Your aversion to Japanese pull saws is a bit puzzling, since they are razor sharp, relatively less expensive and.... when pulled will cut in a straight line with a thinner kerf. They are my first choice when a power tool won't work. I love a little Vaughn Bear for trimming and cleaning up corners.
Amazon.com: Vaughan BS333C Bear Saw with 13-Inch Coarse/Medium Blade: Home Improvement

All my other handsaws are either quite old or cheap or both. :blink: bill


----------



## firemedic (Dec 26, 2010)

I prefer the western style saws over the Jap saws as well.

Veritas 14tpi is pretty much a no brainer for the Dovetail saw. Excellent saw and a great price.

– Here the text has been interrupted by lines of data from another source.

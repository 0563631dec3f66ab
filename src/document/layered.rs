//! Layered document with provenance
//!
//! A `LayeredDocument` holds the merged value tree plus a record of every
//! layer that contributed to it.

use std::path::Path;

use chrono::{DateTime, Utc};
use serde::{Deserialize, Serialize};
use treekit_core::{deep_merge, shallow_merge, to_json, Value};

use super::overrides::{parse_assignment, set_path};
use super::source::load_file;
use super::DocumentError;

/// Schema version for rendered documents
pub const SCHEMA_VERSION: u32 = 1;

/// Schema identifier
pub const SCHEMA_ID: &str = "treekit/layered_document@1";

/// How layers are combined.
#[derive(Debug, Clone, Copy, Default, Serialize, Deserialize, PartialEq, Eq)]
#[serde(rename_all = "lowercase")]
pub enum MergeMode {
    /// Nested objects and arrays are merged key by key.
    #[default]
    Deep,
    /// Top-level keys of later layers replace earlier ones wholesale.
    Shallow,
}

/// Where a layer came from
#[derive(Debug, Clone, Serialize, Deserialize, PartialEq, Eq)]
#[serde(rename_all = "lowercase")]
pub enum LayerOrigin {
    Defaults,
    File,
    Override,
}

/// A contributing layer with provenance
#[derive(Debug, Clone, Serialize, Deserialize, PartialEq, Eq)]
pub struct LayerSource {
    /// Origin of this layer
    pub origin: LayerOrigin,

    /// File path (None for defaults/overrides)
    #[serde(skip_serializing_if = "Option::is_none")]
    pub path: Option<String>,

    /// SHA-256 digest of raw file bytes (None for defaults/overrides)
    #[serde(skip_serializing_if = "Option::is_none")]
    pub digest: Option<String>,
}

/// Merged document with full provenance
#[derive(Debug, Clone)]
pub struct LayeredDocument {
    /// Schema version
    pub schema_version: u32,

    /// Schema identifier
    pub schema_id: String,

    /// When this document was built
    pub created_at: DateTime<Utc>,

    /// How the layers were combined
    pub mode: MergeMode,

    /// The merged value tree
    pub value: Value,

    /// Contributing layers in precedence order
    pub sources: Vec<LayerSource>,
}

#[derive(Serialize)]
struct Rendered<'a> {
    schema_version: u32,
    schema_id: &'a str,
    created_at: DateTime<Utc>,
    mode: MergeMode,
    value: serde_json::Value,
    sources: &'a [LayerSource],
}

impl LayeredDocument {
    pub fn builder() -> LayeredDocumentBuilder {
        LayeredDocumentBuilder::default()
    }

    /// Get a value by dotted path (`"cache.mode"`, `"servers.0.host"`).
    pub fn get(&self, path: &str) -> Option<Value> {
        let mut current = self.value.clone();
        for part in path.split('.') {
            current = current.get(part)?;
        }
        Some(current)
    }

    /// Render the document, provenance included, as a JSON value.
    pub fn to_json_value(&self) -> Result<serde_json::Value, DocumentError> {
        let rendered = Rendered {
            schema_version: self.schema_version,
            schema_id: &self.schema_id,
            created_at: self.created_at,
            mode: self.mode,
            value: to_json(&self.value)?,
            sources: &self.sources,
        };
        serde_json::to_value(rendered).map_err(|e| DocumentError::Serialize(e.to_string()))
    }

    /// Render the document as pretty-printed JSON.
    pub fn to_json(&self) -> Result<String, DocumentError> {
        let json = self.to_json_value()?;
        serde_json::to_string_pretty(&json).map_err(|e| DocumentError::Serialize(e.to_string()))
    }
}

/// Collects layers for a [`LayeredDocument`].
#[derive(Debug, Default)]
pub struct LayeredDocumentBuilder {
    mode: MergeMode,
    layers: Vec<(Value, LayerSource)>,
    overrides: Option<Value>,
}

impl LayeredDocumentBuilder {
    pub fn mode(mut self, mode: MergeMode) -> Self {
        self.mode = mode;
        self
    }

    /// Add a defaults layer.
    pub fn defaults(mut self, value: Value) -> Self {
        self.layers.push((
            value,
            LayerSource {
                origin: LayerOrigin::Defaults,
                path: None,
                digest: None,
            },
        ));
        self
    }

    /// Add a JSON or TOML file layer.
    pub fn file(mut self, path: &Path) -> Result<Self, DocumentError> {
        let (value, digest) = load_file(path)?;
        self.layers.push((
            value,
            LayerSource {
                origin: LayerOrigin::File,
                path: Some(path.to_string_lossy().to_string()),
                digest: Some(digest),
            },
        ));
        Ok(self)
    }

    /// Add a file layer if the file exists.
    pub fn optional_file(self, path: &Path) -> Result<Self, DocumentError> {
        if path.exists() {
            self.file(path)
        } else {
            tracing::debug!(path = %path.display(), "optional layer file missing, skipped");
            Ok(self)
        }
    }

    /// Add a `path=value` override. All overrides form one layer, applied
    /// last.
    pub fn set(mut self, assignment: &str) -> Result<Self, DocumentError> {
        let (path, value) = parse_assignment(assignment)?;
        let overrides = self.overrides.get_or_insert_with(Value::object);
        set_path(overrides, &path, value);
        Ok(self)
    }

    /// Merge every layer, in order, into a fresh object.
    pub fn build(self) -> LayeredDocument {
        let mut layers = self.layers;
        if let Some(overrides) = self.overrides {
            layers.push((
                overrides,
                LayerSource {
                    origin: LayerOrigin::Override,
                    path: None,
                    digest: None,
                },
            ));
        }

        let (values, sources): (Vec<Value>, Vec<LayerSource>) = layers.into_iter().unzip();
        let target = Value::object();
        let value = match self.mode {
            MergeMode::Deep => deep_merge(&target, &values),
            MergeMode::Shallow => shallow_merge(&target, &values),
        };
        tracing::debug!(layers = values.len(), mode = ?self.mode, "merged document layers");

        LayeredDocument {
            schema_version: SCHEMA_VERSION,
            schema_id: SCHEMA_ID.to_string(),
            created_at: Utc::now(),
            mode: self.mode,
            value,
            sources,
        }
    }
}
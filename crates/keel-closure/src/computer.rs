//! Worklist traversal of the reference graph.

use std::collections::{BTreeMap, BTreeSet, VecDeque};

use keel_store::{resolve, PathInfo, StoreProvider};
use keel_types::StorePath;

use crate::error::ClosureResult;
use crate::request::ClosureRequest;

/// Computes closures by resolving nodes lazily through a store provider.
///
/// The graph is never materialized: every visited node is resolved exactly
/// once, and the first lookup failure aborts the whole query. A partial
/// closure is never returned.
pub struct ClosureComputer<'a, S: StoreProvider + ?Sized> {
    store: &'a S,
}

impl<'a, S: StoreProvider + ?Sized> ClosureComputer<'a, S> {
    pub fn new(store: &'a S) -> Self {
        Self { store }
    }

    /// All paths reachable from `seeds` under `request`, seeds included.
    ///
    /// Equal to the union of the closures of each seed taken alone.
    pub fn closure<'p>(
        &self,
        seeds: impl IntoIterator<Item = &'p StorePath>,
        request: &ClosureRequest,
    ) -> ClosureResult<BTreeSet<StorePath>> {
        Ok(self.closure_with_info(seeds, request)?.into_keys().collect())
    }

    /// Closure of a single path.
    pub fn closure_of(
        &self,
        seed: &StorePath,
        request: &ClosureRequest,
    ) -> ClosureResult<BTreeSet<StorePath>> {
        self.closure([seed], request)
    }

    /// Like [`closure`](Self::closure), keeping the resolved record of every
    /// node.
    pub fn closure_with_info<'p>(
        &self,
        seeds: impl IntoIterator<Item = &'p StorePath>,
        request: &ClosureRequest,
    ) -> ClosureResult<BTreeMap<StorePath, PathInfo>> {
        let mut visited: BTreeMap<StorePath, PathInfo> = BTreeMap::new();
        let mut frontier: VecDeque<StorePath> = seeds
            .into_iter()
            .cloned()
            .collect::<BTreeSet<_>>()
            .into_iter()
            .collect();

        while let Some(current) = frontier.pop_front() {
            if visited.contains_key(&current) {
                continue;
            }
            let info = resolve(self.store, &current)?;

            for next in self.edges(&info, request)? {
                if !visited.contains_key(&next) {
                    frontier.push_back(next);
                }
            }

            tracing::debug!(path = %current, visited = visited.len() + 1, "closure node");
            visited.insert(current, info);
        }

        tracing::debug!(
            nodes = visited.len(),
            reverse = request.flip_direction,
            "closure complete"
        );
        Ok(visited)
    }

    /// Outgoing edges of one node. Each option adds its own edge set.
    fn edges(&self, info: &PathInfo, request: &ClosureRequest) -> ClosureResult<BTreeSet<StorePath>> {
        let path = info.path();

        let mut edges = if request.flip_direction {
            self.store.reverse_references(path)?
        } else {
            info.references().clone()
        };

        if request.include_outputs && path.is_derivation() {
            edges.extend(self.store.derivation_outputs(path)?);
        }

        if request.include_derivers {
            if let Some(deriver) = info.deriver() {
                if self.store.contains(deriver)? {
                    edges.insert(deriver.clone());
                }
            }
        }

        Ok(edges)
    }
}
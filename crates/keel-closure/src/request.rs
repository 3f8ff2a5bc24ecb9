/// Which edges a closure traversal follows.
///
/// The options compose: each one contributes its own edge set at every node,
/// independently of the others and of the direction.
#[derive(Clone, Copy, Debug, Default, PartialEq, Eq, Hash)]
pub struct ClosureRequest {
    /// Follow reverse references (dependents) instead of references.
    pub flip_direction: bool,
    /// For derivations, also follow the outputs present in the store.
    pub include_outputs: bool,
    /// Also follow the deriver of each node, when it is known.
    pub include_derivers: bool,
}

impl ClosureRequest {
    /// Dependencies only.
    pub fn forward() -> Self {
        Self::default()
    }

    /// Dependents only.
    pub fn reverse() -> Self {
        Self {
            flip_direction: true,
            ..Self::default()
        }
    }

    pub fn with_outputs(mut self, include: bool) -> Self {
        self.include_outputs = include;
        self
    }

    pub fn with_derivers(mut self, include: bool) -> Self {
        self.include_derivers = include;
        self
    }
}
//! Token vocabulary of the Nix archive format.
//!
//! Every token is a byte string written as a little-endian `u64` length,
//! the bytes, and zero padding up to a multiple of 8.

use crate::error::{NarError, NarResult};

pub const NAR_VERSION_MAGIC: &[u8] = b"nix-archive-1";

pub(crate) const OPEN: &[u8] = b"(";
pub(crate) const CLOSE: &[u8] = b")";
pub(crate) const TYPE: &[u8] = b"type";
pub(crate) const REGULAR: &[u8] = b"regular";
pub(crate) const DIRECTORY: &[u8] = b"directory";
pub(crate) const SYMLINK: &[u8] = b"symlink";
pub(crate) const EXECUTABLE: &[u8] = b"executable";
pub(crate) const CONTENTS: &[u8] = b"contents";
pub(crate) const TARGET: &[u8] = b"target";
pub(crate) const ENTRY: &[u8] = b"entry";
pub(crate) const NAME: &[u8] = b"name";
pub(crate) const NODE: &[u8] = b"node";

/// Longest name or symlink target accepted when decoding.
pub(crate) const MAX_STRING_LEN: u64 = 4096;

/// Zero bytes needed after a token of `len` bytes.
pub(crate) fn padding_len(len: u64) -> usize {
    ((8 - len % 8) % 8) as usize
}

/// Encoded size of a token of `len` bytes.
pub fn token_size(len: u64) -> u64 {
    8 + len + padding_len(len) as u64
}

/// Check a directory entry name. Any other byte sequence is allowed.
pub fn validate_name(name: &[u8]) -> NarResult<()> {
    let reason = if name.is_empty() {
        "empty"
    } else if name == b"." || name == b".." {
        "reserved"
    } else if name.contains(&b'/') {
        "contains '/'"
    } else if name.contains(&0) {
        "contains NUL"
    } else {
        return Ok(());
    };
    Err(NarError::InvalidName {
        name: String::from_utf8_lossy(name).into_owned(),
        reason,
    })
}
impl StoreHandle {
    pub fn new(store: Arc<dyn StoreProvider>) -> Self {
        let defaults = StoreConfig::default();
        Self {
            store,
            exporter: ArchiveExporter::with_chunk_size(defaults.export_chunk_size),
            channel_capacity: defaults.export_channel_capacity,
            trusted_keys: Vec::new(),
        }
    }

    /// Open the local store a configuration describes.
    pub fn open(config: &StoreConfig) -> SdkResult<Self> {
        config.validate()?;
        let store = LocalStore::open(config.store_dir()?, &config.db_dir)?;
        tracing::info!(store_dir = %config.store_dir.display(), "opened store");
        Ok(Self::new(Arc::new(store))
            .with_export_settings(config.export_chunk_size, config.export_channel_capacity)
            .with_trusted_keys(config.public_keys()?))
    }

    pub fn with_export_settings(mut self, chunk_size: usize, channel_capacity: usize) -> Self {
        self.exporter = ArchiveExporter::with_chunk_size(chunk_size);
        self.channel_capacity = channel_capacity.max(1);
        self
    }

    pub fn with_trusted_keys(mut self, keys: Vec<PublicKey>) -> Self {
        self.trusted_keys = keys;
        self
    }

    pub fn provider(&self) -> &Arc<dyn StoreProvider> {
        &self.store
    }

    // ---- Paths ----

    /// Root prefix of the store, e.g. `/nix/store`.
    pub fn store_root(&self) -> String {
        self.store.store_dir().to_string_lossy()
    }

    /// Accept a full path under the store root or a bare base name.
    pub fn parse_store_path(&self, s: &str) -> SdkResult<StorePath> {
        if s.starts_with('/') {
            Ok(self.store.store_dir().parse_store_path(s)?)
        } else {
            Ok(StorePath::from_base_name(s)?)
        }
    }

    pub fn full_path(&self, path: &StorePath) -> PathBuf {
        self.store.store_dir().full_path(path)
    }

    pub fn query_path_from_hash_part(&self, hash: &str) -> SdkResult<Option<StorePath>> {
        let hash = StorePathHash::new(hash)?;
        Ok(self.store.query_path_from_hash_part(&hash)?)
    }

    // ---- Metadata ----

    pub fn resolve(&self, path: &StorePath) -> SdkResult<PathInfo> {
        Ok(resolve(self.store.as_ref(), path)?)
    }

    /// Names of the trusted keys that signed `info`.
    pub fn trusted_signers(&self, info: &PathInfo) -> Vec<String> {
        let store_dir = self.store.store_dir();
        self.trusted_keys
            .iter()
            .filter(|key| info.is_signed_by(store_dir, key))
            .map(|key| key.name().to_owned())
            .collect()
    }

    // ---- Closures ----

    pub fn closure(
        &self,
        paths: &BTreeSet<StorePath>,
        flip_direction: bool,
        include_outputs: bool,
        include_derivers: bool,
    ) -> SdkResult<BTreeSet<StorePath>> {
        let request = ClosureRequest {
            flip_direction,
            include_outputs,
            include_derivers,
        };
        self.closure_with(paths, &request)
    }

    /// Single-seed form of [`closure`](Self::closure).
    pub fn closure_of(
        &self,
        path: &StorePath,
        flip_direction: bool,
        include_outputs: bool,
        include_derivers: bool,
    ) -> SdkResult<BTreeSet<StorePath>> {
        let request = ClosureRequest {
            flip_direction,
            include_outputs,
            include_derivers,
        };
        Ok(ClosureComputer::new(self.store.as_ref()).closure_of(path, &request)?)
    }

    pub fn closure_with(
        &self,
        paths: &BTreeSet<StorePath>,
        request: &ClosureRequest,
    ) -> SdkResult<BTreeSet<StorePath>> {
        let closure = ClosureComputer::new(self.store.as_ref()).closure(paths, request)?;
        tracing::info!(seeds = paths.len(), nodes = closure.len(), "computed closure");
        Ok(closure)
    }

    pub fn closure_with_info(
        &self,
        paths: &BTreeSet<StorePath>,
        request: &ClosureRequest,
    ) -> SdkResult<BTreeMap<StorePath, PathInfo>> {
        Ok(ClosureComputer::new(self.store.as_ref()).closure_with_info(paths, request)?)
    }

    /// Closure in dependency order: every path after everything it
    /// references.
    pub fn sorted_closure(
        &self,
        paths: &BTreeSet<StorePath>,
        request: &ClosureRequest,
    ) -> SdkResult<Vec<StorePath>> {
        let infos = self.closure_with_info(paths, request)?;
        Ok(topological_order(&infos)?)
    }

    // ---- Export ----

    /// Stream the archive of `path` into `sink`. Blocks until done.
    pub fn export(&self, path: &StorePath, sink: &mut dyn StreamSink) -> SdkResult<u64> {
        let size = self.exporter.export(self.store.as_ref(), path, sink)?;
        tracing::info!(path = %path, size, "exported archive");
        Ok(size)
    }

    /// Start an export on the blocking thread pool and return its consumer
    /// half.
    ///
    /// The existence check also runs on the blocking pool. Unknown paths
    /// fail here; later failures arrive through the stream as truncation.
    /// Dropping the stream cancels the export.
    pub async fn export_stream(&self, path: &StorePath) -> SdkResult<NarStream> {
        let store = Arc::clone(&self.store);
        let path = path.clone();
        let (known, store, path) = tokio::task::spawn_blocking(move || {
            let known = store.contains(&path);
            (known, store, path)
        })
        .await
        .map_err(|e| SdkError::Runtime(e.to_string()))?;
        if !known? {
            return Err(StoreError::NotFound(path).into());
        }

        let (mut sink, stream) = nar_channel(self.channel_capacity);
        let exporter = self.exporter.clone();
        tokio::task::spawn_blocking(move || {
            match exporter.export(store.as_ref(), &path, &mut sink) {
                Ok(size) => tracing::debug!(path = %path, size, "streamed archive"),
                Err(e) if e.is_cancelled() => {
                    tracing::debug!(path = %path, "archive consumer went away")
                }
                Err(e) => tracing::warn!(path = %path, error = %e, "streamed export failed"),
            }
        });
        Ok(stream)
    }

    /// Re-serialize `path` and check it against its recorded hash and size.
    pub fn verify(&self, path: &StorePath) -> SdkResult<Verified> {
        let info = self.resolve(path)?;
        let mut sink = HashingSink::discarding();
        self.exporter.export(self.store.as_ref(), path, &mut sink)?;
        let (nar_hash, nar_size, _) = sink.finish();

        if nar_hash != *info.nar_hash() || nar_size != info.nar_size() {
            tracing::warn!(path = %path, "archive does not match recorded metadata");
            return Err(StoreError::corruption(
                path,
                format!(
                    "recorded {} ({} bytes), computed {} ({} bytes)",
                    info.nar_hash(),
                    info.nar_size(),
                    nar_hash,
                    nar_size
                ),
            )
            .into());
        }
        tracing::info!(path = %path, "verified archive");
        Ok(Verified { nar_hash, nar_size })
    }
}

impl std::fmt::Debug for StoreHandle {
    fn fmt(&self, f: &mut std::fmt::Formatter<'_>) -> std::fmt::Result {
        f.debug_struct("StoreHandle")
            .field("store_root", &self.store_root())
            .field("chunk_size", &self.exporter.chunk_size())
            .field("channel_capacity", &self.channel_capacity)
            .field("trusted_keys", &self.trusted_keys.len())
            .finish()
    }
}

When you say Rip... What type of ripping? A dovetail saw is a small rip saw and a Carcass Rip is basically an enlarged version of it. 

If you are ripping long stock you'll want a larger rip saw with no spine. Something like an Atkins or Disston 5-7 tpi. If you are doing only tennons and similar I'd suggest the carcass saw.

...build n burn - live n learn...


----------



## ChiknNutz (Apr 22, 2011)

One disadvantage to using a Japanese-style pull-saw with Dovetails (or any cut that requires precision) is that the sawdust obscures your cut-lines. I got the Veritas 14TPI dovetail saw for Christmas and so far REALLY like it, but have not used it a whole lot yet.


----------



## ACP (Jan 24, 2009)

Of your three saws, two are rip. Dovetail saws are rip saws. If you look at Veritas' saws, their carcass is a 12tpi rip with almost 2 1/2" of plate. The DT is either 14 or 20 tpi with like 1 1/2" of plate. Are you going to be ripping deep tenons? I would, if it were me, buy the Crosscut carcass saw and 14 tpi DT. That way you have both saw cuts covered with fair range. If you are cutting tenons greater than 1" on a regular basis you may want to get the rip carcass at some point too. If you buy the saws from Veritas now the shipping is free and they have package deals too to save money. Both carcass saws are packaged together, the small 20 tpi and crosscut are packaged together and so are the 20 and 14 tpi DT saws and small crosscut saw in a three saw package. Each of those saves you money when you buy them combined. Maybe if you call them they'll work a package deal with you for the different saws if you don't like the packages. Either way they are individually cheaper than woodcraft by $5 each and with the free shipping right now you can't miss. Good luck, let us know what you decide.


----------



## Wrangler02 (Apr 15, 2011)

ACP said:


> Of your three saws, two are rip. Dovetail saws are rip saws. If you look at Veritas' saws, their carcass is a 12tpi rip with almost 2 1/2" of plate. The DT is either 14 or 20 tpi with like 1 1/2" of plate. Are you going to be ripping deep tenons? I would, if it were me, buy the Crosscut carcass saw and 14 tpi DT. That way you have both saw cuts covered with fair range. If you are cutting tenons greater than 1" on a regular basis you may want to get the rip carcass at some point too. If you buy the saws from Veritas now the shipping is free and they have package deals too to save money. Both carcass saws are packaged together, the small 20 tpi and crosscut are packaged together and so are the 20 and 14 tpi DT saws and small crosscut saw in a three saw package. Each of those saves you money when you buy them combined. Maybe if you call them they'll work a package deal with you for the different saws if you don't like the packages. Either way they are individually cheaper than woodcraft by $5 each and with the free shipping right now you can't miss. Good luck, let us know what you decide.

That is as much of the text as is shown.